▸ MATERIAL PROVIDED:
######
use codeview_core::{BidiSpan, DocConfig, Direction, Document, MoveDir, MoveUnit, Pos, Sticky};
use pretty_assertions::assert_eq;

const MIXED: &str = "abc\u{5d0}\u{5d1}\u{5d2}";

#[test]
fn test_document_order_of_mixed_line() {
    let mut doc = Document::new(&format!("plain\n{MIXED}"));
    assert_eq!(doc.bidi_order(0).unwrap(), None);
    assert_eq!(
        doc.bidi_order(1).unwrap(),
        Some(vec![
            BidiSpan { from: 0, to: 3, level: 0 },
            BidiSpan { from: 3, to: 6, level: 1 },
        ])
    );
}

#[test]
fn test_edit_drops_cached_order() {
    let mut doc = Document::new(MIXED);
    assert!(doc.bidi_order(0).unwrap().is_some());
    doc.replace_range("def", Pos::new(0, 3), Pos::new(0, 6), None).unwrap();
    assert_eq!(doc.bidi_order(0).unwrap(), None);
}

#[test]
fn test_rtl_configured_document() {
    let config = DocConfig {
        direction: Direction::Rtl,
        ..DocConfig::default()
    };
    let mut doc = Document::with_config("abc \u{5d0}\u{5d1}", config);
    let order = doc.bidi_order(0).unwrap().unwrap();
    assert_eq!(order.first().map(|s| s.level), Some(1));
    assert_eq!(order.last().map(|s| (s.from, s.level)), Some((0, 0)));
}

#[test]
fn test_visual_motion_enters_rtl_run_from_its_start() {
    let mut doc = Document::new(MIXED);
    let start = Pos::with_sticky(0, 3, Sticky::After);
    let motion = doc.move_h(start, MoveDir::Backward, MoveUnit::Char, true);
    assert_eq!(motion.pos, Pos::new(0, 4));
    assert!(!motion.hit_side);

    let motion = doc.move_h(Pos::new(0, 1), MoveDir::Forward, MoveUnit::Char, true);
    assert_eq!(motion.pos, Pos::new(0, 2));
}
//! Lines stored in the line tree.

use crate::bidi::{BidiSpan, Direction};
use crate::highlight::{LineStyles, SavedContext};
use crate::line_tree::NodeId;
use crate::pos::char_len;
use crate::spans::MarkedSpan;

/// Arena index of a [`Line`].
///
/// Ids are stable while the line is alive and are recycled after the line is removed, so they
/// must not be kept across edits that might delete the line.
#[derive(Debug, Clone, Copy, PartialEq, Eq, Hash, PartialOrd, Ord)]
pub struct LineId(pub(crate) usize);

/// A single line of a document together with its cached analysis data.
#[derive(Debug, Clone)]
pub struct Line {
    text: String,
    char_len: usize,
    ascii: bool,
    pub(crate) styles: Option<LineStyles>,
    pub(crate) marked_spans: Vec<MarkedSpan>,
    pub(crate) height: f64,
    pub(crate) state_after: Option<SavedContext>,
    pub(crate) bidi: Option<(Direction, Option<Vec<BidiSpan>>)>,
    pub(crate) leaf: NodeId,
}

impl Line {
    pub(crate) fn new(text: String, marked_spans: Vec<MarkedSpan>, height: f64) -> Self {
        let ascii = text.is_ascii();
        let char_len = char_len(&text);
        Self {
            text,
            char_len,
            ascii,
            styles: None,
            marked_spans,
            height,
            state_after: None,
            bidi: None,
            leaf: NodeId::DETACHED,
        }
    }

    /// Line text without the line separator.
    pub fn text(&self) -> &str {
        &self.text
    }

    /// Length in `char`s.
    pub fn char_len(&self) -> usize {
        self.char_len
    }

    /// `true` if the text is pure ASCII (char offsets equal byte offsets).
    pub fn is_ascii(&self) -> bool {
        self.ascii
    }

    /// Height as stored in the tree (0 for lines hidden by a collapsed marker).
    pub fn height(&self) -> f64 {
        self.height
    }

    /// Annotation spans attached to this line.
    pub fn marked_spans(&self) -> &[MarkedSpan] {
        &self.marked_spans
    }

    /// Cached token styles, if the line has been highlighted.
    pub fn styles(&self) -> Option<&LineStyles> {
        self.styles.as_ref()
    }

    /// Replace the text and drop every cache derived from it.
    pub(crate) fn set_text(&mut self, text: String) {
        self.ascii = text.is_ascii();
        self.char_len = char_len(&text);
        self.text = text;
        self.styles = None;
        self.state_after = None;
        self.bidi = None;
    }
}
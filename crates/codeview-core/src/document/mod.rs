//! The document: a line tree plus selection, markers, history and highlighting state.
//!
//! Positions at this surface use absolute line numbers: a document created as a sub-view of
//! another starts at [`Document::first_line`] instead of 0. The implementation is split by
//! concern:
//!
//! - `edit`: the change pipeline (read-only checks, history recording, tree update)
//! - `marks`: marker creation, queries and atomic-range skipping
//! - `selection`: selection setters and horizontal motion
//! - `undo`: undo/redo and history bookkeeping
//! - `highlight`: tokenizer queries, the highlight worker and indentation

mod edit;
mod highlight;
mod marks;
mod selection;
mod undo;

pub use edit::ChangeOptions;
pub use highlight::IndentHow;
pub use selection::{Motion, MoveUnit, SelectionOptions};

use crate::change::Change;
use crate::config::DocConfig;
use crate::error::DocError;
use crate::highlight::{Frontiers, LineStyles};
use crate::history::History;
use crate::line::{Line, LineId};
use crate::line_tree::LineTree;
use crate::markers::MarkerStore;
use crate::mode::ModeHandle;
use crate::operation::{OperationState, Subscribers};
use crate::pos::{Pos, char_len, slice_chars};
use crate::selection_set::Selection;
use crate::spans::MarkedSpan;
use std::cell::RefCell;
use std::fmt;
use std::ops::ControlFlow;
use std::rc::Rc;
use tracing::debug;

/// Read-only view of one line.
#[derive(Debug, Clone, Copy)]
pub struct LineView<'a> {
    /// Absolute line number.
    pub number: usize,
    /// Text without separator.
    pub text: &'a str,
    /// Marker spans on the line.
    pub spans: &'a [MarkedSpan],
    /// Height (0 when hidden by a collapsed marker).
    pub height: f64,
    /// Cached styles, if they are current.
    pub styles: Option<&'a LineStyles>,
}

/// A text document.
pub struct Document {
    pub(crate) tree: LineTree,
    pub(crate) first: usize,
    pub(crate) config: DocConfig,
    pub(crate) sel: Selection,
    /// Shift-extend mode for [`Document::extend_selection`].
    pub(crate) extend: bool,
    pub(crate) history: Rc<RefCell<History>>,
    pub(crate) clean_generation: u64,
    pub(crate) markers: MarkerStore,
    pub(crate) mode: ModeHandle,
    pub(crate) mode_gen: u64,
    pub(crate) frontiers: Frontiers,
    pub(crate) viewport: Option<(usize, usize)>,
    /// Set when the cursor has nowhere to go outside an atomic range.
    pub(crate) cant_edit: bool,
    pub(crate) attached: bool,
    pub(crate) op: OperationState,
    pub(crate) subscribers: Subscribers,
    pub(crate) max_line: Option<(LineId, usize)>,
    /// Changes applied locally, kept for propagation while the document is linked.
    pub(crate) outbox: Option<Vec<Change>>,
}

impl fmt::Debug for Document {
    fn fmt(&self, f: &mut fmt::Formatter<'_>) -> fmt::Result {
        f.debug_struct("Document")
            .field("first", &self.first)
            .field("lines", &self.tree.len())
            .field("mode", &self.mode)
            .field("sel", &self.sel)
            .field("markers", &self.markers.len())
            .field("cant_edit", &self.cant_edit)
            .finish_non_exhaustive()
    }
}

impl Default for Document {
    fn default() -> Self {
        Self::new("")
    }
}

impl Document {
    /// Document with the default configuration and the null mode.
    pub fn new(text: &str) -> Self {
        Self::with_config(text, DocConfig::default())
    }

    /// Document with a configuration and the null mode.
    pub fn with_config(text: &str, config: DocConfig) -> Self {
        Self::with_mode(text, config, ModeHandle::null())
    }

    /// Document with a configuration and a tokenizer mode.
    ///
    /// ```rust
    /// use codeview_core::{DocConfig, Document, ModeRegistry};
    ///
    /// let registry = ModeRegistry::new();
    /// let doc = Document::with_mode("hello", DocConfig::default(), registry.get_mode("text/plain"));
    /// assert_eq!(doc.mode().name(), "null");
    /// ```
    pub fn with_mode(text: &str, config: DocConfig, mode: ModeHandle) -> Self {
        let height = config.line_height;
        let lines = config
            .split_lines(text)
            .into_iter()
            .map(|text| Line::new(text, Vec::new(), height))
            .collect();
        let history = History::new(config.undo_depth, config.history_event_delay());
        let clean_generation = history.generation();
        let mut doc = Self {
            tree: LineTree::from_lines(lines),
            first: 0,
            config,
            sel: Selection::cursor(Pos::new(0, 0)),
            extend: false,
            history: Rc::new(RefCell::new(history)),
            clean_generation,
            markers: MarkerStore::default(),
            mode,
            mode_gen: 1,
            frontiers: Frontiers::new(0),
            viewport: None,
            cant_edit: false,
            attached: false,
            op: OperationState::default(),
            subscribers: Subscribers::default(),
            max_line: None,
            outbox: None,
        };
        doc.operation(|_| {});
        doc
    }

    /// Renumber the document to start at line `first`.
    pub fn with_first_line(mut self, first: usize) -> Self {
        self.shift_first(first as isize - self.first as isize);
        self.frontiers = Frontiers::new(first);
        self
    }

    /// The configuration.
    pub fn config(&self) -> &DocConfig {
        &self.config
    }

    /// Number of lines.
    pub fn line_count(&self) -> usize {
        self.tree.len()
    }

    /// Number of the first line.
    pub fn first_line(&self) -> usize {
        self.first
    }

    /// Number of the last line.
    pub fn last_line(&self) -> usize {
        self.first + self.tree.len() - 1
    }

    /// Total height of all lines.
    pub fn height(&self) -> f64 {
        self.tree.height()
    }

    /// `true` while a selection change found no valid place outside an atomic marker.
    pub fn cant_edit(&self) -> bool {
        self.cant_edit
    }

    pub(crate) fn check_line(&self, n: usize) -> Result<LineId, DocError> {
        n.checked_sub(self.first)
            .and_then(|i| self.tree.line_at(i))
            .ok_or(DocError::LineOutOfRange {
                line: n,
                first: self.first,
                end: self.first + self.tree.len(),
            })
    }

    /// Id of a line known to exist (a clipped position).
    pub(crate) fn id_at(&self, n: usize) -> Option<LineId> {
        n.checked_sub(self.first).and_then(|i| self.tree.line_at(i))
    }

    /// Text of line `n`, empty if there is no such line.
    pub(crate) fn text_at(&self, n: usize) -> &str {
        self.id_at(n).map(|id| self.tree.line(id).text()).unwrap_or("")
    }

    pub(crate) fn line_len(&self, n: usize) -> usize {
        self.id_at(n).map(|id| self.tree.line(id).char_len()).unwrap_or(0)
    }

    /// Absolute number of a line id.
    pub(crate) fn line_no(&self, id: LineId) -> usize {
        self.first + self.tree.line_no(id)
    }

    /// View of line `n`.
    pub fn get_line(&self, n: usize) -> Result<LineView<'_>, DocError> {
        let id = self.check_line(n)?;
        let line = self.tree.line(id);
        Ok(LineView {
            number: n,
            text: line.text(),
            spans: line.marked_spans(),
            height: line.height(),
            styles: line.styles().filter(|s| s.mode_gen == self.mode_gen),
        })
    }

    /// Visit lines `from..to` (absolute numbers); the visitor may stop early.
    pub fn iter_lines(&self, from: usize, to: usize, mut visit: impl FnMut(LineView<'_>) -> ControlFlow<()>) {
        let start = from.max(self.first);
        let mut n = start;
        self.tree.iterate(start - self.first, to.saturating_sub(self.first), |_, line| {
            let view = LineView {
                number: n,
                text: line.text(),
                spans: line.marked_spans(),
                height: line.height(),
                styles: line.styles().filter(|s| s.mode_gen == self.mode_gen),
            };
            n += 1;
            visit(view)
        });
    }

    /// Line containing vertical offset `y`, clamped to the last line.
    pub fn line_at_height(&self, y: f64) -> usize {
        let n = self.tree.line_at_height(y.max(0.0));
        self.first + n.min(self.tree.len() - 1)
    }

    /// Vertical offset of the top of line `n`.
    pub fn height_at_line(&self, n: usize) -> Result<f64, DocError> {
        Ok(self.tree.height_at_line(self.check_line(n)?))
    }

    /// Clamp a position into the document.
    pub fn clip_pos(&self, pos: Pos) -> Pos {
        if pos.line < self.first {
            return Pos::new(self.first, 0);
        }
        let last = self.last_line();
        if pos.line > last {
            return Pos::new(last, self.line_len(last));
        }
        let len = self.line_len(pos.line);
        if pos.ch > len {
            Pos::new(pos.line, len)
        } else {
            pos
        }
    }

    /// Lines of the text between two (clipped) positions.
    pub(crate) fn lines_between(&self, from: Pos, to: Pos) -> Vec<String> {
        let mut out = Vec::new();
        let mut n = from.line;
        self.tree.iterate(from.line - self.first, to.line + 1 - self.first, |_, line| {
            let end = (n == to.line).then_some(to.ch);
            let start = if n == from.line { from.ch } else { 0 };
            out.push(slice_chars(line.text(), start, end).to_string());
            n += 1;
            ControlFlow::Continue(())
        });
        out
    }

    fn separator<'a>(&'a self, sep: Option<&'a str>) -> &'a str {
        sep.unwrap_or_else(|| self.config.join_separator())
    }

    /// The whole text, joined with `sep` (or the configured separator).
    pub fn get_value(&self, sep: Option<&str>) -> String {
        let sep = self.separator(sep);
        let mut value = String::new();
        let mut first = true;
        self.tree.iterate(0, self.tree.len(), |_, line| {
            if !std::mem::take(&mut first) {
                value.push_str(sep);
            }
            value.push_str(line.text());
            ControlFlow::Continue(())
        });
        value
    }

    /// Text between two positions.
    pub fn get_range(&self, from: Pos, to: Pos, sep: Option<&str>) -> String {
        let (from, to) = (self.clip_pos(from), self.clip_pos(to));
        let (from, to) = if to < from { (to, from) } else { (from, to) };
        self.lines_between(from, to).join(self.separator(sep))
    }

    /// Replace the whole text. Ignores read-only markers and resets the cursor to the start.
    pub fn set_value(&mut self, text: &str) {
        self.operation(|doc| {
            let top = Pos::new(doc.first, 0);
            let last = doc.last_line();
            let change = Change::from_lines(top, Pos::new(last, doc.line_len(last)), doc.config.split_lines(text))
                .with_origin("setValue");
            // Read-only checks are skipped, so this cannot fail.
            let _ = doc.apply_change_with(change, ChangeOptions { ignore_read_only: true });
            doc.set_selection(Selection::cursor(top), SelectionOptions::default());
        });
    }

    /// Position of a char offset into the text (counting separators).
    pub fn pos_from_index(&self, index: usize) -> Pos {
        let sep = char_len(self.config.join_separator());
        let mut remaining = index;
        let mut found = None;
        let mut n = self.first;
        self.tree.iterate(0, self.tree.len(), |_, line| {
            let size = line.char_len() + sep;
            if size > remaining {
                found = Some(Pos::new(n, remaining));
                return ControlFlow::Break(());
            }
            remaining -= size;
            n += 1;
            ControlFlow::Continue(())
        });
        self.clip_pos(found.unwrap_or(Pos::new(n, remaining)))
    }

    /// Char offset of a position into the text (counting separators).
    pub fn index_from_pos(&self, pos: Pos) -> usize {
        let pos = self.clip_pos(pos);
        let sep = char_len(self.config.join_separator());
        let mut index = pos.ch;
        self.tree.iterate(0, pos.line - self.first, |_, line| {
            index += line.char_len() + sep;
            ControlFlow::Continue(())
        });
        index
    }

    /// Mark the document as attached to an editor host.
    pub fn attach(&mut self) -> Result<(), DocError> {
        if self.attached {
            return Err(DocError::AlreadyAttached);
        }
        self.attached = true;
        debug!("document attached");
        Ok(())
    }

    /// Detach from the host. Returns `false` if the document was not attached.
    pub fn detach(&mut self) -> bool {
        std::mem::replace(&mut self.attached, false)
    }

    /// `true` while attached to a host.
    pub fn is_attached(&self) -> bool {
        self.attached
    }

    /// Tell the document which lines the host shows; parse states are kept for them.
    pub fn set_viewport(&mut self, from: usize, to: usize) {
        self.viewport = (from < to).then_some((from, to));
    }

    /// Move the whole document by `distance` lines (a linked view whose preceding lines
    /// changed).
    pub(crate) fn shift_first(&mut self, distance: isize) {
        if distance == 0 {
            return;
        }
        let shift = |line: usize| (line as isize + distance).max(0) as usize;
        self.first = shift(self.first);
        for range in &mut self.sel.ranges {
            range.anchor.line = shift(range.anchor.line);
            range.head.line = shift(range.head.line);
        }
        self.frontiers.mode = shift(self.frontiers.mode);
        self.frontiers.highlight = shift(self.frontiers.highlight);
        if let Some((from, to)) = self.viewport {
            self.viewport = Some((shift(from), shift(to)));
        }
    }

    /// Start or stop recording applied changes for linked propagation.
    pub(crate) fn set_linked(&mut self, linked: bool) {
        if linked {
            self.outbox.get_or_insert_with(Vec::new);
        } else {
            self.outbox = None;
        }
    }

    pub(crate) fn take_outbox(&mut self) -> Vec<Change> {
        self.outbox.as_mut().map(std::mem::take).unwrap_or_default()
    }
}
######
▸ EXERCISE AIM:
The first line of the listing above through the line containing "delete the line.": print exactly that, both ends included.

▸ ANSWER TO THE PROBLEM:
use codeview_core::{BidiSpan, DocConfig, Direction, Document, MoveDir, MoveUnit, Pos, Sticky};
use pretty_assertions::assert_eq;

const MIXED: &str = "abc\u{5d0}\u{5d1}\u{5d2}";

#[test]
fn test_document_order_of_mixed_line() {
    let mut doc = Document::new(&format!("plain\n{MIXED}"));
    assert_eq!(doc.bidi_order(0).unwrap(), None);
    assert_eq!(
        doc.bidi_order(1).unwrap(),
        Some(vec![
            BidiSpan { from: 0, to: 3, level: 0 },
            BidiSpan { from: 3, to: 6, level: 1 },
        ])
    );
}

#[test]
fn test_edit_drops_cached_order() {
    let mut doc = Document::new(MIXED);
    assert!(doc.bidi_order(0).unwrap().is_some());
    doc.replace_range("def", Pos::new(0, 3), Pos::new(0, 6), None).unwrap();
    assert_eq!(doc.bidi_order(0).unwrap(), None);
}

#[test]
fn test_rtl_configured_document() {
    let config = DocConfig {
        direction: Direction::Rtl,
        ..DocConfig::default()
    };
    let mut doc = Document::with_config("abc \u{5d0}\u{5d1}", config);
    let order = doc.bidi_order(0).unwrap().unwrap();
    assert_eq!(order.first().map(|s| s.level), Some(1));
    assert_eq!(order.last().map(|s| (s.from, s.level)), Some((0, 0)));
}

#[test]
fn test_visual_motion_enters_rtl_run_from_its_start() {
    let mut doc = Document::new(MIXED);
    let start = Pos::with_sticky(0, 3, Sticky::After);
    let motion = doc.move_h(start, MoveDir::Backward, MoveUnit::Char, true);
    assert_eq!(motion.pos, Pos::new(0, 4));
    assert!(!motion.hit_side);

    let motion = doc.move_h(Pos::new(0, 1), MoveDir::Forward, MoveUnit::Char, true);
    assert_eq!(motion.pos, Pos::new(0, 2));
}
//! Lines stored in the line tree.

use crate::bidi::{BidiSpan, Direction};
use crate::highlight::{LineStyles, SavedContext};
use crate::line_tree::NodeId;
use crate::pos::char_len;
use crate::spans::MarkedSpan;

/// Arena index of a [`Line`].
///
/// Ids are stable while the line is alive and are recycled after the line is removed, so they
/// must not be kept across edits that might delete the line.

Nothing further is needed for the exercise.